| HN Mirror

Y	Hacker News new \| ask \| show \| jobs


	by n2d4 920 days ago
	Mixtral is on-par with Gemini Pro, not Gemini Ultra (and even there it is further behind Gemini Pro than Gemini Pro is behind GPT 3.5). But to directly answer your question, they are quite well-funded, having raised over $700mil to date. I definitely wouldn't count them out.

2 comments

coder543 920 days ago

Mixtral ranks higher than Gemini Pro on the (subjective) Chatbot Arena Leaderboard: https://huggingface.co/spaces/lmsys/chatbot-arena-leaderboar...

Where are you seeing that it is "further behind Gemini Pro than Gemini Pro is behind GPT 3.5"?

link

jsnell 920 days ago

Presumably in the very article this HN submission is for (https://arxiv.org/pdf/2312.11444.pdf), table 1.

link

coder543 920 days ago

Mixtral is missing in half of the benchmarks in that paper. Hardly conclusive.
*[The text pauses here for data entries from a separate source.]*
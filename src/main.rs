//! Study Timer - A Pomodoro timer shared across independent surfaces
//!
//! Runs the HTTP page surface and the status widget over one data directory.

use std::sync::Arc;
use tokio::net::TcpListener;
use tracing::info;

use study_timer::{
    api::create_router,
    config::Config,
    services::{CommandCue, CompletionCue, LogCue},
    state::AppState,
    store::FileStorage,
    surface::{Surface, SurfaceContext},
    tasks::spawn_widget,
    utils::shutdown_signal,
    Clock, Storage, SyncChannel, SystemClock,
};

#[tokio::main]
async fn main() -> anyhow::Result<()> {
    let config = Config::parse();

    // Initialize tracing with appropriate log level
    tracing_subscriber::fmt()
        .with_env_filter(format!("study_timer={},tower_http=info", config.log_level()))
        .init();

    config.validate().map_err(anyhow::Error::msg)?;

    info!("Starting study-timer v{}", env!("CARGO_PKG_VERSION"));
    info!(
        "Configuration: host={}, port={}, data_dir={}, refresh={}ms, poll={}s",
        config.host,
        config.port,
        config.data_dir.display(),
        config.refresh_ms,
        config.poll_secs
    );

    let storage: Arc<dyn Storage> = Arc::new(FileStorage::open(&config.data_dir)?);
    let clock: Arc<dyn Clock> = Arc::new(SystemClock);
    let context = SurfaceContext {
        storage,
        sync: SyncChannel::new(),
        clock,
    };

    let cue: Arc<dyn CompletionCue> = match &config.cue_command {
        Some(command) => Arc::new(CommandCue::new(command.clone())),
        None => Arc::new(LogCue),
    };
    let options = config.surface_options();

    // The widget runs headless; the page surface is the one the user looks at
    let widget = Surface::mount("widget", &context, Arc::clone(&cue), options);
    let widget_task = spawn_widget(widget);

    let page = Surface::mount("page", &context, cue, options);
    page.set_focused(true);
    let page_task = page.on_tick(|_| {});

    let app = create_router(AppState::new(page, config.port, config.host.clone()));

    let addr = config.address();
    let listener = TcpListener::bind(&addr).await?;

    info!("Server running on http://{}", addr);
    info!("Endpoints:");
    info!("  GET  /timer              - Current countdown");
    info!("  POST /timer/start        - Start or resume");
    info!("  POST /timer/pause        - Pause");
    info!("  POST /timer/reset        - Reset to idle work");
    info!("  POST /timer/skip         - Complete the current phase early");
    info!("  POST /timer/phase/:phase - Switch to work, short-break or long-break");
    info!("  GET  /settings           - Current settings");
    info!("  PUT  /settings           - Replace settings");
    info!("  GET  /health             - Health check");

    axum::serve(listener, app)
        .with_graceful_shutdown(shutdown_signal())
        .await?;

    widget_task.abort();
    page_task.abort();
    info!("Server shutdown complete");
    Ok(())
}
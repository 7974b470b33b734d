//! Cross-surface sync channel
//!
//! A payload-less "storage changed" broadcast for surfaces in the same
//! process, plus a completion broadcast so the focused surface can play the
//! cue no matter which surface performed the transition. Surfaces also poll
//! storage on their own cadence, which covers late mounts and writers in other
//! processes that cannot reach this channel.

use tokio::sync::broadcast;
use tracing::debug;

use crate::engine::PhaseComplete;

/// Something changed in storage; re-read it
#[derive(Debug, Clone, Copy, PartialEq, Eq)]
pub struct StorageChanged;

#[derive(Debug, Clone)]
pub struct SyncChannel {
    changes: broadcast::Sender<StorageChanged>,
    completions: broadcast::Sender<PhaseComplete>,
}

impl SyncChannel {
    /// Create both broadcast channels with no subscribers yet
    pub fn new() -> Self {
        let (changes, _) = broadcast::channel(64);
        let (completions, _) = broadcast::channel(16);
        Self {
            changes,
            completions,
        }
    }

    /// Tell every subscribed surface to re-read storage
    pub fn notify(&self) {
        if self.changes.send(StorageChanged).is_err() {
            debug!("No surfaces subscribed to storage changes");
        }
    }

    /// Receiver for change notifications
    pub fn subscribe(&self) -> broadcast::Receiver<StorageChanged> {
        self.changes.subscribe()
    }

    /// Announce a completed phase to every surface
    pub fn publish_completion(&self, event: PhaseComplete) {
        if self.completions.send(event).is_err() {
            debug!("No surfaces subscribed to completions");
        }
    }

    /// Receiver for completion events
    pub fn subscribe_completions(&self) -> broadcast::Receiver<PhaseComplete> {
        self.completions.subscribe()
    }
}

impl Default for SyncChannel {
    fn default() -> Self {
        Self::new()
    }
}
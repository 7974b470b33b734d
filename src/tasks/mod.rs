//! Background tasks module
//!
//! This module contains background tasks that run alongside the HTTP server.

pub mod widget;

// Re-export main functions
pub use widget::{spawn_widget, status_line};
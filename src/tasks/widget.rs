//! Compact status widget surface

use tokio::task::JoinHandle;
use tracing::{debug, info};

use crate::{
    state::{Phase, TimerView},
    surface::Surface,
    utils::format_clock,
};

/// One-line status such as `[Work 14:59 ▶ 2/4]`
pub fn status_line(view: &TimerView, interval: u32) -> String {
    let marker = if view.running { '▶' } else { '⏸' };
    format!(
        "[{} {} {} {}/{}]",
        view.phase.label(),
        format_clock(view.remaining_seconds),
        marker,
        view.completed_work_cycles,
        interval
    )
}

/// Drive `surface` as the navbar-style widget, logging its status every tick
pub fn spawn_widget(surface: Surface) -> JoinHandle<()> {
    info!("Starting status widget on surface {}", surface.name());

    let reader = surface.clone();
    let mut last: Option<(Phase, bool)> = None;

    surface.on_tick(move |view| {
        let line = status_line(&view, reader.settings().long_break_interval_cycles);
        debug!("{}", line);

        let current = (view.phase, view.running);
        if last != Some(current) {
            info!("Widget: {}", line);
            last = Some(current);
        }
    })
}

#[cfg(test)]
mod tests {
    use super::*;

    #[test]
    fn renders_compact_status() {
        let view = TimerView {
            phase: Phase::Work,
            running: true,
            remaining_seconds: 899,
            total_phase_duration_seconds: 1500,
            completed_work_cycles: 2,
        };
        assert_eq!(status_line(&view, 4), "[Work 14:59 ▶ 2/4]");

        let paused = TimerView {
            running: false,
            phase: Phase::LongBreak,
            ..view
        };
        assert_eq!(status_line(&paused, 4), "[Long Break 14:59 ⏸ 2/4]");
    }
}
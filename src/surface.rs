//! Surface adapter: one independently mounted view of the timer
//!
//! A surface keeps only a cached copy of what it last read from storage. It
//! re-reads on every change notification and poll tick, and derives the
//! countdown from the record's anchor on each refresh. Commands are a single
//! locked read-modify-write against storage followed by a notification.

use std::{
    sync::{
        atomic::{AtomicBool, Ordering},
        Arc, Mutex,
    },
    time::Duration,
};
use tokio::{
    sync::broadcast::error::RecvError,
    task::JoinHandle,
    time::{interval, MissedTickBehavior},
};
use tracing::{debug, info, warn};

use crate::{
    clock::Clock,
    engine::{self, PhaseComplete},
    error::TimerError,
    services::CompletionCue,
    settings::TimerSettings,
    state::{Phase, TimerStateRecord, TimerView},
    store::{lock_or_recover, RecordWrite, Snapshot, Storage, TimerRepository},
    sync::SyncChannel,
};

/// Refresh and reconciliation cadences
#[derive(Debug, Clone, Copy, PartialEq, Eq)]
pub struct SurfaceOptions {
    /// Display refresh, not authoritative
    pub refresh: Duration,
    /// Fallback re-read of storage
    pub poll: Duration,
}

impl Default for SurfaceOptions {
    fn default() -> Self {
        Self {
            refresh: Duration::from_secs(1),
            poll: Duration::from_secs(3),
        }
    }
}

/// Shared storage context a surface mounts into
#[derive(Clone)]
pub struct SurfaceContext {
    pub storage: Arc<dyn Storage>,
    pub sync: SyncChannel,
    pub clock: Arc<dyn Clock>,
}

/// A mounted timer surface. Clones refer to the same surface.
#[derive(Clone)]
pub struct Surface {
    inner: Arc<Inner>,
}

struct Inner {
    name: String,
    repo: TimerRepository,
    sync: SyncChannel,
    clock: Arc<dyn Clock>,
    cue: Arc<dyn CompletionCue>,
    options: SurfaceOptions,
    focused: AtomicBool,
    cached: Mutex<Snapshot>,
}

impl Surface {
    /// Mount a surface, reading the current state from storage
    pub fn mount(
        name: impl Into<String>,
        context: &SurfaceContext,
        cue: Arc<dyn CompletionCue>,
        options: SurfaceOptions,
    ) -> Self {
        let name = name.into();
        let repo = TimerRepository::new(Arc::clone(&context.storage));
        let cached = repo.snapshot();
        info!("Mounted surface {}", name);

        Self {
            inner: Arc::new(Inner {
                name,
                repo,
                sync: context.sync.clone(),
                clock: Arc::clone(&context.clock),
                cue,
                options,
                focused: AtomicBool::new(false),
                cached: Mutex::new(cached),
            }),
        }
    }

    /// Label used in logs
    pub fn name(&self) -> &str {
        &self.inner.name
    }

    /// Mark whether this surface plays completion cues
    pub fn set_focused(&self, focused: bool) {
        self.inner.focused.store(focused, Ordering::SeqCst);
    }

    pub fn is_focused(&self) -> bool {
        self.inner.focused.load(Ordering::SeqCst)
    }

    /// Countdown derived from the cached record; does not touch storage
    pub fn snapshot(&self) -> TimerView {
        let record = self.cached().record_or_idle();
        TimerView::at(&record, self.inner.clock.now_ms())
    }

    /// Settings as last read from storage
    pub fn settings(&self) -> TimerSettings {
        self.cached().settings
    }

    /// Re-read storage and replace the cached copy
    pub fn reconcile(&self) -> TimerView {
        let snapshot = self.inner.repo.snapshot();
        let now = self.inner.clock.now_ms();
        if let Some(record) = &snapshot.record {
            if record.is_clock_skewed(now) {
                warn!(
                    "Surface {}: record anchor is {}ms in the future, showing full phase",
                    self.inner.name,
                    record.anchor_ms().unwrap_or(now).saturating_sub(now)
                );
            }
        }
        let view = TimerView::at(&snapshot.record_or_idle(), now);
        *self.cached_mut() = snapshot;
        view
    }

    /// Resume counting from the current remaining time
    pub fn start(&self) -> Result<TimerView, TimerError> {
        self.command("start", |record, settings, now| {
            engine::start(record, settings, now)
        })
    }

    /// Freeze the countdown at what is left right now
    pub fn pause(&self) -> Result<TimerView, TimerError> {
        self.command("pause", |record, _, now| engine::pause(record, now))
    }

    /// Jump to `phase`, stopped at its full duration
    pub fn switch_phase(&self, phase: Phase) -> Result<TimerView, TimerError> {
        self.command("switch-phase", |record, settings, _| {
            engine::switch_phase(record, phase, settings)
        })
    }

    /// Finish the current phase early, as if it had run out
    pub fn skip(&self) -> Result<TimerView, TimerError> {
        let now = self.inner.clock.now_ms();
        let events = self.inner.repo.modify(|snapshot| {
            // An already-expired phase completes first; the skip then applies to its successor
            let (record, expired) = settle(snapshot.record_or_idle(), &snapshot.settings, now);
            let transition = engine::complete(&record, &snapshot.settings, now);
            let events: Vec<_> = expired.into_iter().chain([transition.event]).collect();
            (RecordWrite::Put(transition.record), events)
        })?;
        info!("Surface {}: skip", self.inner.name);
        Ok(self.after_write(events))
    }

    /// Drop the record; the timer reads as idle work afterwards
    pub fn reset(&self) -> Result<TimerView, TimerError> {
        self.inner.repo.modify(|_| (RecordWrite::Remove, ()))?;
        info!("Surface {}: reset", self.inner.name);
        Ok(self.after_write(Vec::new()))
    }

    /// Validate and persist new settings. A running phase keeps its length.
    pub fn update_settings(&self, settings: TimerSettings) -> Result<TimerSettings, TimerError> {
        settings.validate()?;
        self.inner.repo.save_settings(&settings)?;
        info!("Surface {}: settings updated to {:?}", self.inner.name, settings);
        self.reconcile();
        self.inner.sync.notify();
        Ok(settings)
    }

    /// Complete the phase if the authoritative record has run out
    ///
    /// The record is re-checked under the storage lock, so when several
    /// surfaces notice the same expiry only the first one advances it.
    pub fn check_expiry(&self) -> Result<Option<PhaseComplete>, TimerError> {
        if !self.snapshot().is_expired() {
            return Ok(None);
        }
        let now = self.inner.clock.now_ms();
        let outcome = self.inner.repo.modify(|snapshot| {
            match snapshot
                .record
                .as_ref()
                .and_then(|record| engine::advance_if_expired(record, &snapshot.settings, now))
            {
                Some(transition) => (RecordWrite::Put(transition.record), Some(transition.event)),
                None => (RecordWrite::Keep, None),
            }
        })?;

        match outcome {
            Some(event) => {
                info!(
                    "Surface {}: {} complete, entering {}",
                    self.inner.name, event.completed, event.next
                );
                self.reconcile();
                self.inner.sync.notify();
                self.inner.sync.publish_completion(event);
                Ok(Some(event))
            }
            None => {
                debug!("Surface {}: expiry already handled elsewhere", self.inner.name);
                self.reconcile();
                Ok(None)
            }
        }
    }

    /// Drive this surface: `callback` gets the current view every refresh
    ///
    /// The task also reconciles on notifications and poll ticks, advances
    /// expired phases, and plays the completion cue while focused. Abort the
    /// handle to unmount.
    pub fn on_tick<F>(&self, mut callback: F) -> JoinHandle<()>
    where
        F: FnMut(TimerView) + Send + 'static,
    {
        let surface = self.clone();
        let mut changes = self.inner.sync.subscribe();
        let mut completions = self.inner.sync.subscribe_completions();

        tokio::spawn(async move {
            let mut refresh = interval(surface.inner.options.refresh);
            refresh.set_missed_tick_behavior(MissedTickBehavior::Skip);
            let mut poll = interval(surface.inner.options.poll);
            poll.set_missed_tick_behavior(MissedTickBehavior::Skip);

            loop {
                tokio::select! {
                    _ = refresh.tick() => {
                        if let Err(e) = surface.check_expiry() {
                            warn!("Surface {}: failed to advance phase: {}", surface.inner.name, e);
                        }
                        callback(surface.snapshot());
                    }
                    _ = poll.tick() => {
                        debug!("Surface {}: poll", surface.inner.name);
                        surface.reconcile();
                    }
                    changed = changes.recv() => match changed {
                        Ok(_) => {
                            surface.reconcile();
                        }
                        Err(RecvError::Lagged(skipped)) => {
                            debug!("Surface {}: skipped {} notifications", surface.inner.name, skipped);
                            surface.reconcile();
                        }
                        Err(RecvError::Closed) => break,
                    },
                    completed = completions.recv() => match completed {
                        Ok(event) => {
                            if surface.is_focused() {
                                surface.inner.cue.play(&event);
                            }
                        }
                        Err(RecvError::Lagged(skipped)) => {
                            warn!("Surface {}: missed {} completion cues", surface.inner.name, skipped);
                        }
                        Err(RecvError::Closed) => break,
                    },
                }
            }
        })
    }

    fn command<F>(&self, action: &str, apply: F) -> Result<TimerView, TimerError>
    where
        F: FnOnce(&TimerStateRecord, &TimerSettings, i64) -> TimerStateRecord,
    {
        let now = self.inner.clock.now_ms();
        let expired = self.inner.repo.modify(|snapshot| {
            let (record, expired) = settle(snapshot.record_or_idle(), &snapshot.settings, now);
            let next = apply(&record, &snapshot.settings, now);
            (RecordWrite::Put(next), expired)
        })?;
        info!("Surface {}: {}", self.inner.name, action);
        Ok(self.after_write(expired.into_iter().collect()))
    }

    /// Refresh the cache from what was just written and tell the other surfaces
    fn after_write(&self, events: Vec<PhaseComplete>) -> TimerView {
        let view = self.reconcile();
        self.inner.sync.notify();
        for event in events {
            self.inner.sync.publish_completion(event);
        }
        view
    }

    fn cached(&self) -> Snapshot {
        self.cached_mut().clone()
    }

    fn cached_mut(&self) -> std::sync::MutexGuard<'_, Snapshot> {
        lock_or_recover(&self.inner.cached, "surface cache")
    }
}

/// Complete a phase that ran out before the command arrived
fn settle(
    record: TimerStateRecord,
    settings: &TimerSettings,
    now_ms: i64,
) -> (TimerStateRecord, Option<PhaseComplete>) {
    match engine::advance_if_expired(&record, settings, now_ms) {
        Some(transition) => (transition.record, Some(transition.event)),
        None => (record, None),
    }
}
It’s also common knowledge that these benchmarks have a lot of issues[0]. A good litmus test, but not a substitute for actually seeing how the models do in the real world.

On the topic of “hardly conclusive” things, Gemini Pro literally told me just a few minutes ago[1] that the Avatar movies did not have humans in them. There was no funny business in the prompting. At least Mixtral knows that Avatar has humans in it. Most of Gemini Pro’s responses have been fine, but not exceptional.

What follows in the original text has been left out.